US Department of Defense Information Assurance: Achieving Successful DITSCAP with eZ publish as a Platform
Sunday 19 November 2006 8:23:00 am
A DOD-authorized network security services evaluator will execute an aggressive Network Vulnerability Security scan using Eye Retina Security Scanner or other evaluation tools on your system in order to identify vulnerabilities or security risks. The risk items will be categorized in a report as High, Medium, Low or Information risk levels. There will also be an overall level associated with the security risk of your system based on the scan results.
Each High and Medium risk item must be rectified within a 48-hour time period. You must submit a remediation report that explains how each risk item was rectified. If a High or Medium risk item cannot be rectified within 48 hours, a written explanation and a schedule of completion must be included with the remediation report.

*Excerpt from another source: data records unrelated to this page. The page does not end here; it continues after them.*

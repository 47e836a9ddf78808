use std::collections::HashMap;

use chrono::{DateTime, Utc};
use serde::{Deserialize, Serialize};

const DEFAULT_RETENTION: f64 = 0.9;
const RETENTION_ALPHA: f64 = 0.05;
const RETENTION_MIN: f64 = 0.5;
const RETENTION_MAX: f64 = 0.99;

const ADJUSTMENT_ON_FAILURE: f64 = 0.15;
const ADJUSTMENT_ON_SUCCESS: f64 = -0.05;
const ADJUSTMENT_BOUND: f64 = 2.0;

/// Per-user memory model, mutated incrementally after each completion.
///
/// `difficulty_adjustments` is keyed by subject; positive values mean the
/// user finds that subject harder than the item baselines suggest.
#[derive(Debug, Clone, Serialize, Deserialize)]
#[serde(rename_all = "camelCase")]
pub struct ForgettingCurveProfile {
    pub user_id: String,
    pub retention_factor: f64,
    pub difficulty_adjustments: HashMap<String, f64>,
    pub total_reviews: i64,
    pub total_successes: i64,
    pub total_failures: i64,
    pub consecutive_failures: i32,
    pub updated_at: DateTime<Utc>,
}

impl ForgettingCurveProfile {
    pub fn new(user_id: &str) -> Self {
        Self {
            user_id: user_id.to_string(),
            retention_factor: DEFAULT_RETENTION,
            difficulty_adjustments: HashMap::new(),
            total_reviews: 0,
            total_successes: 0,
            total_failures: 0,
            consecutive_failures: 0,
            updated_at: Utc::now(),
        }
    }

    pub fn subject_adjustment(&self, subject: Option<&str>) -> f64 {
        subject
            .and_then(|s| self.difficulty_adjustments.get(s))
            .copied()
            .unwrap_or(0.0)
    }

    /// Fold one review outcome into the profile and report what changed.
    pub fn apply_review(&mut self, is_success: bool, subject: Option<&str>) -> ProfileDelta {
        let retention_before = self.retention_factor;

        // EWMA toward 1.0 on success, toward 0.0 on failure.
        let target = if is_success { 1.0 } else { 0.0 };
        self.retention_factor = (self.retention_factor
            + RETENTION_ALPHA * (target - self.retention_factor))
            .clamp(RETENTION_MIN, RETENTION_MAX);

        self.total_reviews += 1;
        if is_success {
            self.total_successes += 1;
            self.consecutive_failures = 0;
        } else {
            self.total_failures += 1;
            self.consecutive_failures += 1;
        }

        let subject_adjustment_after = subject.map(|s| {
            let step = if is_success {
                ADJUSTMENT_ON_SUCCESS
            } else {
                ADJUSTMENT_ON_FAILURE
            };
            let entry = self.difficulty_adjustments.entry(s.to_string()).or_insert(0.0);
            *entry = (*entry + step).clamp(-ADJUSTMENT_BOUND, ADJUSTMENT_BOUND);
            *entry
        });

        self.updated_at = Utc::now();

        ProfileDelta {
            is_success,
            retention_factor_before: retention_before,
            retention_factor_after: self.retention_factor,
            subject: subject.map(|s| s.to_string()),
            subject_adjustment_after,
            consecutive_failures: self.consecutive_failures,
        }
    }
}

/// What one completion changed in the profile; returned alongside the next
/// schedule so callers can surface it without re-reading the store.
#[derive(Debug, Clone, Serialize, Deserialize)]
#[serde(rename_all = "camelCase")]
pub struct ProfileDelta {
    pub is_success: bool,
    pub retention_factor_before: f64,
    pub retention_factor_after: f64,
    pub subject: Option<String>,
    pub subject_adjustment_after: Option<f64>,
    pub consecutive_failures: i32,
}

#[cfg(test)]
mod tests {
    use super::*;

    #[test]
    fn defaults_start_at_retention_09() {
        let profile = ForgettingCurveProfile::new("u1");
        assert!((profile.retention_factor - 0.9).abs() < f64::EPSILON);
        assert_eq!(profile.total_reviews, 0);
    }

    #[test]
    fn success_raises_retention_failure_lowers() {
        let mut profile = ForgettingCurveProfile::new("u1");
        let delta = profile.apply_review(true, None);
        assert!(delta.retention_factor_after > delta.retention_factor_before);

        let delta = profile.apply_review(false, None);
        assert!(delta.retention_factor_after < delta.retention_factor_before);
    }

    #[test]
    fn retention_stays_clamped() {
        let mut profile = ForgettingCurveProfile::new("u1");
        for _ in 0..200 {
            profile.apply_review(false, None);
        }
        assert!(profile.retention_factor >= RETENTION_MIN);

        for _ in 0..500 {
            profile.apply_review(true, None);
        }
        assert!(profile.retention_factor <= RETENTION_MAX);
    }

    #[test]
    fn subject_adjustment_tracks_failures() {
        let mut profile = ForgettingCurveProfile::new("u1");
        profile.apply_review(false, Some("algebra"));
        profile.apply_review(false, Some("algebra"));
        let adj = profile.subject_adjustment(Some("algebra"));
        assert!((adj - 0.3).abs() < 1e-9);
        assert_eq!(profile.subject_adjustment(Some("geometry")), 0.0);
    }

    #[test]
    fn consecutive_failures_reset_on_success() {
        let mut profile = ForgettingCurveProfile::new("u1");
        profile.apply_review(false, None);
        profile.apply_review(false, None);
        assert_eq!(profile.consecutive_failures, 2);
        profile.apply_review(true, None);
        assert_eq!(profile.consecutive_failures, 0);
    }
}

A second vulnerability scan is performed to find out if the remediation activities have alleviated the risks previously found, and if remediation activities introduced new risks.
If the system was configured according to the appropriate STIGs and Security Configuration Guides prior to the vulnerability scan, the results should be a minimal number of High and Medium risk items. With the One Source system, the initial vulnerability assessment of the DASN (ACQ) One Source website revealed one High risk, one Medium risk and four Low risk items. Each of the risk items was easily rectified via changing simple configuration settings to minimize the vulnerability. The DASN (ACQ) One Source's initial vulnerability risk level overall was rated as LOW.
There were a variety of Information Items that do not necessarily pose risks or threats but rather instill best practices. These items were also modified and a re-scan was conducted. The rescan results for the DASN (ACQ) One Source's final vulnerability risk level overall was rated as NONE.